PROMPT
Write out each entry once more so that it matches the original exactly.
#### INPUT FOR THIS TASK ####
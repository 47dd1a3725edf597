//! Entity profile: the per-conversation record every topic dialog reads.

use serde::{Deserialize, Serialize};

/// Issue category plus continuation flag for one conversation.
///
/// `entity` is set upstream by the router before a topic dialog starts.
/// Stored in the state store as JSON under key `"entity_profile"`.
#[derive(Debug, Clone, PartialEq, Eq, Serialize, Deserialize)]
pub struct EntityProfile {
    /// Normalized issue-category key, e.g. "disabled", "ldap", "BIRT".
    #[serde(default, skip_serializing_if = "Option::is_none")]
    pub entity: Option<String>,
    /// True while the topic dialog still expects further turns.
    #[serde(default = "default_continuation")]
    pub continuation: bool,
}

fn default_continuation() -> bool {
    true
}

impl Default for EntityProfile {
    fn default() -> Self {
        Self {
            entity: None,
            continuation: true,
        }
    }
}

impl EntityProfile {
    pub fn new(entity: Option<String>) -> Self {
        Self {
            entity,
            ..Default::default()
        }
    }

    pub fn with_entity(entity: impl Into<String>) -> Self {
        Self::new(Some(entity.into()))
    }

    /// Whether a non-blank entity is set.
    pub fn has_entity(&self) -> bool {
        self.entity
            .as_deref()
            .is_some_and(|e| !e.trim().is_empty())
    }

    /// Case-insensitive category check. Always false when no entity is set.
    pub fn entity_is(&self, category: &str) -> bool {
        self.entity
            .as_deref()
            .map(str::trim)
            .filter(|e| !e.is_empty())
            .is_some_and(|e| e.eq_ignore_ascii_case(category.trim()))
    }

    /// Replace the entity (or clear it with `None`).
    pub fn set_entity(&mut self, entity: Option<String>) {
        self.entity = entity.filter(|e| !e.trim().is_empty());
    }
}

/// Keys used for per-conversation state persistence.
pub mod state_keys {
    /// Key for the EntityProfile JSON blob.
    pub const ENTITY_PROFILE: &str = "entity_profile";
    /// Key for the DialogState JSON blob (the dialog stack and cursors).
    pub const DIALOG_STATE: &str = "dialog_state";
}

#[cfg(test)]
mod tests {
    use super::*;

    #[test]
    fn default_profile_is_empty_and_continuing() {
        let p = EntityProfile::default();
        assert!(p.entity.is_none());
        assert!(p.continuation);
        assert!(!p.has_entity());
    }

    #[test]
    fn entity_match_ignores_case_and_whitespace() {
        let p = EntityProfile::with_entity("BIRT");
        assert!(p.entity_is("birt"));
        assert!(p.entity_is(" Birt "));
        assert!(!p.entity_is("qlikview"));

        let p = EntityProfile::with_entity("Not Authorized");
        assert!(p.entity_is("not authorized"));
    }

    #[test]
    fn blank_entity_counts_as_unset() {
        let p = EntityProfile::with_entity("   ");
        assert!(!p.has_entity());
        assert!(!p.entity_is(""));
        assert!(!p.entity_is("   "));
        assert!(!EntityProfile::default().entity_is(""));

        let mut p = EntityProfile::with_entity("ldap");
        p.set_entity(Some(String::new()));
        assert!(p.entity.is_none());
    }

    #[test]
    fn missing_continuation_defaults_to_true() {
        let parsed: EntityProfile = serde_json::from_str(r#"{"entity":"ldap"}"#).unwrap();
        assert_eq!(parsed.entity.as_deref(), Some("ldap"));
        assert!(parsed.continuation);

        let parsed: EntityProfile = serde_json::from_str("{}").unwrap();
        assert!(parsed.entity.is_none());
    }

    #[test]
    fn unset_entity_is_omitted_from_json() {
        let json = serde_json::to_value(EntityProfile::default()).unwrap();
        assert_eq!(json, serde_json::json!({"continuation": true}));
    }
}
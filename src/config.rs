//! Configuration types.

use std::path::PathBuf;
use std::str::FromStr;

use crate::error::ConfigError;

/// Helpdesk bot configuration.
#[derive(Debug, Clone)]
pub struct HelpdeskConfig {
    /// Bot name for identification.
    pub name: String,
    /// Path of the libSQL state database. `:memory:` keeps state in memory.
    pub db_path: PathBuf,
    /// Port for the HTTP surface. `None` disables it.
    pub http_port: Option<u16>,
    /// How many unrecognized replies a prompt tolerates before the dialog
    /// stack is cancelled.
    pub prompt_retry_limit: u32,
    /// Maximum number of steps a single turn may run without suspending.
    pub max_steps_per_turn: usize,
    /// Send a generic line when a turn produced no activity at all.
    pub silent_turn_fallback: bool,
    /// Directory for daily rolling log files. `None` logs to stderr only.
    pub log_dir: Option<PathBuf>,
}

impl Default for HelpdeskConfig {
    fn default() -> Self {
        Self {
            name: "rp-helpdesk".to_string(),
            db_path: PathBuf::from("./data/rp-helpdesk.db"),
            http_port: None,
            prompt_retry_limit: 3,
            max_steps_per_turn: 64,
            silent_turn_fallback: false,
            log_dir: None,
        }
    }
}

impl HelpdeskConfig {
    /// Build configuration from `HELPDESK_*` environment variables, falling
    /// back to defaults for anything unset.
    pub fn from_env() -> Result<Self, ConfigError> {
        Self::from_lookup(|key| std::env::var(key).ok())
    }

    /// Build configuration from an arbitrary key lookup.
    pub fn from_lookup<F>(lookup: F) -> Result<Self, ConfigError>
    where
        F: Fn(&str) -> Option<String>,
    {
        let defaults = Self::default();

        let name = lookup("HELPDESK_NAME")
            .filter(|s| !s.trim().is_empty())
            .unwrap_or(defaults.name);
        let db_path = lookup("HELPDESK_DB_PATH")
            .map(PathBuf::from)
            .unwrap_or(defaults.db_path);
        let http_port = parse_var::<u16>(&lookup, "HELPDESK_HTTP_PORT")?;
        let prompt_retry_limit = parse_var(&lookup, "HELPDESK_PROMPT_RETRY_LIMIT")?
            .unwrap_or(defaults.prompt_retry_limit);
        let max_steps_per_turn = parse_var(&lookup, "HELPDESK_MAX_STEPS_PER_TURN")?
            .unwrap_or(defaults.max_steps_per_turn);
        if max_steps_per_turn == 0 {
            return Err(ConfigError::InvalidValue {
                key: "HELPDESK_MAX_STEPS_PER_TURN".to_string(),
                message: "must be at least 1".to_string(),
            });
        }
        let silent_turn_fallback = parse_var(&lookup, "HELPDESK_SILENT_TURN_FALLBACK")?
            .unwrap_or(defaults.silent_turn_fallback);
        let log_dir = lookup("HELPDESK_LOG_DIR")
            .filter(|s| !s.trim().is_empty())
            .map(PathBuf::from);

        Ok(Self {
            name,
            db_path,
            http_port,
            prompt_retry_limit,
            max_steps_per_turn,
            silent_turn_fallback,
            log_dir,
        })
    }

    /// Whether the state database lives in memory only.
    pub fn is_memory_db(&self) -> bool {
        self.db_path.as_os_str() == ":memory:"
    }
}

fn parse_var<T>(lookup: &impl Fn(&str) -> Option<String>, key: &str) -> Result<Option<T>, ConfigError>
where
    T: FromStr,
    T::Err: std::fmt::Display,
{
    match lookup(key) {
        Some(raw) if !raw.trim().is_empty() => raw
            .trim()
            .parse::<T>()
            .map(Some)
            .map_err(|e| ConfigError::InvalidValue {
                key: key.to_string(),
                message: format!("{raw:?}: {e}"),
            }),
        _ => Ok(None),
    }
}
####
ANSWER TO THE EXERCISE
repository 47dd1a3725edf597
//! Entity profile: the per-conversation record every topic dialog reads.

use serde::{Deserialize, Serialize};

/// Issue category plus continuation flag for one conversation.
///
/// `entity` is set upstream by the router before a topic dialog starts.
/// Stored in the state store as JSON under key `"entity_profile"`.
#[derive(Debug, Clone, PartialEq, Eq, Serialize, Deserialize)]
pub struct EntityProfile {
    /// Normalized issue-category key, e.g. "disabled", "ldap", "BIRT".
    #[serde(default, skip_serializing_if = "Option::is_none")]
    pub entity: Option<String>,
    /// True while the topic dialog still expects further turns.
    #[serde(default = "default_continuation")]
    pub continuation: bool,
}

fn default_continuation() -> bool {
    true
}

impl Default for EntityProfile {
    fn default() -> Self {
        Self {
            entity: None,
            continuation: true,
        }
    }
}

impl EntityProfile {
    pub fn new(entity: Option<String>) -> Self {
        Self {
            entity,
            ..Default::default()
        }
    }

    pub fn with_entity(entity: impl Into<String>) -> Self {
        Self::new(Some(entity.into()))
    }

    /// Whether a non-blank entity is set.
    pub fn has_entity(&self) -> bool {
        self.entity
            .as_deref()
            .is_some_and(|e| !e.trim().is_empty())
    }

    /// Case-insensitive category check. Always false when no entity is set.
    pub fn entity_is(&self, category: &str) -> bool {
        self.entity
            .as_deref()
            .map(str::trim)
            .filter(|e| !e.is_empty())
            .is_some_and(|e| e.eq_ignore_ascii_case(category.trim()))
    }

    /// Replace the entity (or clear it with `None`).
    pub fn set_entity(&mut self, entity: Option<String>) {
        self.entity = entity.filter(|e| !e.trim().is_empty());
    }
}

/// Keys used for per-conversation state persistence.
pub mod state_keys {
    /// Key for the EntityProfile JSON blob.
    pub const ENTITY_PROFILE: &str = "entity_profile";
    /// Key for the DialogState JSON blob (the dialog stack and cursors).
    pub const DIALOG_STATE: &str = "dialog_state";
}

#[cfg(test)]
mod tests {
    use super::*;

    #[test]
    fn default_profile_is_empty_and_continuing() {
        let p = EntityProfile::default();
        assert!(p.entity.is_none());
        assert!(p.continuation);
        assert!(!p.has_entity());
    }

    #[test]
    fn entity_match_ignores_case_and_whitespace() {
        let p = EntityProfile::with_entity("BIRT");
        assert!(p.entity_is("birt"));
        assert!(p.entity_is(" Birt "));
        assert!(!p.entity_is("qlikview"));

        let p = EntityProfile::with_entity("Not Authorized");
        assert!(p.entity_is("not authorized"));
    }

    #[test]
    fn blank_entity_counts_as_unset() {
        let p = EntityProfile::with_entity("   ");
        assert!(!p.has_entity());
        assert!(!p.entity_is(""));
        assert!(!p.entity_is("   "));
        assert!(!EntityProfile::default().entity_is(""));

        let mut p = EntityProfile::with_entity("ldap");
        p.set_entity(Some(String::new()));
        assert!(p.entity.is_none());
    }

    #[test]
    fn missing_continuation_defaults_to_true() {
        let parsed: EntityProfile = serde_json::from_str(r#"{"entity":"ldap"}"#).unwrap();
        assert_eq!(parsed.entity.as_deref(), Some("ldap"));
        assert!(parsed.continuation);

        let parsed: EntityProfile = serde_json::from_str("{}").unwrap();
        assert!(parsed.entity.is_none());
    }

    #[test]
    fn unset_entity_is_omitted_from_json() {
        let json = serde_json::to_value(EntityProfile::default()).unwrap();
        assert_eq!(json, serde_json::json!({"continuation": true}));
    }
}
filename src/config.rs
//! Configuration types.

use std::path::PathBuf;
use std::str::FromStr;

use crate::error::ConfigError;

/// Helpdesk bot configuration.
#[derive(Debug, Clone)]
pub struct HelpdeskConfig {
    /// Bot name for identification.
    pub name: String,
    /// Path of the libSQL state database. `:memory:` keeps state in memory.
    pub db_path: PathBuf,
    /// Port for the HTTP surface. `None` disables it.
    pub http_port: Option<u16>,
    /// How many unrecognized replies a prompt tolerates before the dialog
    /// stack is cancelled.
    pub prompt_retry_limit: u32,
    /// Maximum number of steps a single turn may run without suspending.
    pub max_steps_per_turn: usize,
    /// Send a generic line when a turn produced no activity at all.
    pub silent_turn_fallback: bool,
    /// Directory for daily rolling log files. `None` logs to stderr only.
    pub log_dir: Option<PathBuf>,
}

impl Default for HelpdeskConfig {
    fn default() -> Self {
        Self {
            name: "rp-helpdesk".to_string(),
            db_path: PathBuf::from("./data/rp-helpdesk.db"),
            http_port: None,
            prompt_retry_limit: 3,
            max_steps_per_turn: 64,
            silent_turn_fallback: false,
            log_dir: None,
        }
    }
}

impl HelpdeskConfig {
    /// Build configuration from `HELPDESK_*` environment variables, falling
    /// back to defaults for anything unset.
    pub fn from_env() -> Result<Self, ConfigError> {
        Self::from_lookup(|key| std::env::var(key).ok())
    }

    /// Build configuration from an arbitrary key lookup.
    pub fn from_lookup<F>(lookup: F) -> Result<Self, ConfigError>
    where
        F: Fn(&str) -> Option<String>,
    {
        let defaults = Self::default();

        let name = lookup("HELPDESK_NAME")
            .filter(|s| !s.trim().is_empty())
            .unwrap_or(defaults.name);
        let db_path = lookup("HELPDESK_DB_PATH")
            .map(PathBuf::from)
            .unwrap_or(defaults.db_path);
        let http_port = parse_var::<u16>(&lookup, "HELPDESK_HTTP_PORT")?;
        let prompt_retry_limit = parse_var(&lookup, "HELPDESK_PROMPT_RETRY_LIMIT")?
            .unwrap_or(defaults.prompt_retry_limit);
        let max_steps_per_turn = parse_var(&lookup, "HELPDESK_MAX_STEPS_PER_TURN")?
            .unwrap_or(defaults.max_steps_per_turn);
        if max_steps_per_turn == 0 {
            return Err(ConfigError::InvalidValue {
                key: "HELPDESK_MAX_STEPS_PER_TURN".to_string(),
                message: "must be at least 1".to_string(),
            });
        }
        let silent_turn_fallback = parse_var(&lookup, "HELPDESK_SILENT_TURN_FALLBACK")?
            .unwrap_or(defaults.silent_turn_fallback);
        let log_dir = lookup("HELPDESK_LOG_DIR")
            .filter(|s| !s.trim().is_empty())
            .map(PathBuf::from);

        Ok(Self {
            name,
            db_path,
            http_port,
            prompt_retry_limit,
            max_steps_per_turn,
            silent_turn_fallback,
            log_dir,
        })
    }

    /// Whether the state database lives in memory only.
    pub fn is_memory_db(&self) -> bool {
        self.db_path.as_os_str() == ":memory:"
    }
}

fn parse_var<T>(lookup: &impl Fn(&str) -> Option<String>, key: &str) -> Result<Option<T>, ConfigError>
where
    T: FromStr,
    T::Err: std::fmt::Display,
{
    match lookup(key) {
        Some(raw) if !raw.trim().is_empty() => raw
            .trim()
            .parse::<T>()
            .map(Some)
            .map_err(|e| ConfigError::InvalidValue {
                key: key.to_string(),
                message: format!("{raw:?}: {e}"),
            }),
        _ => Ok(None),
    }
}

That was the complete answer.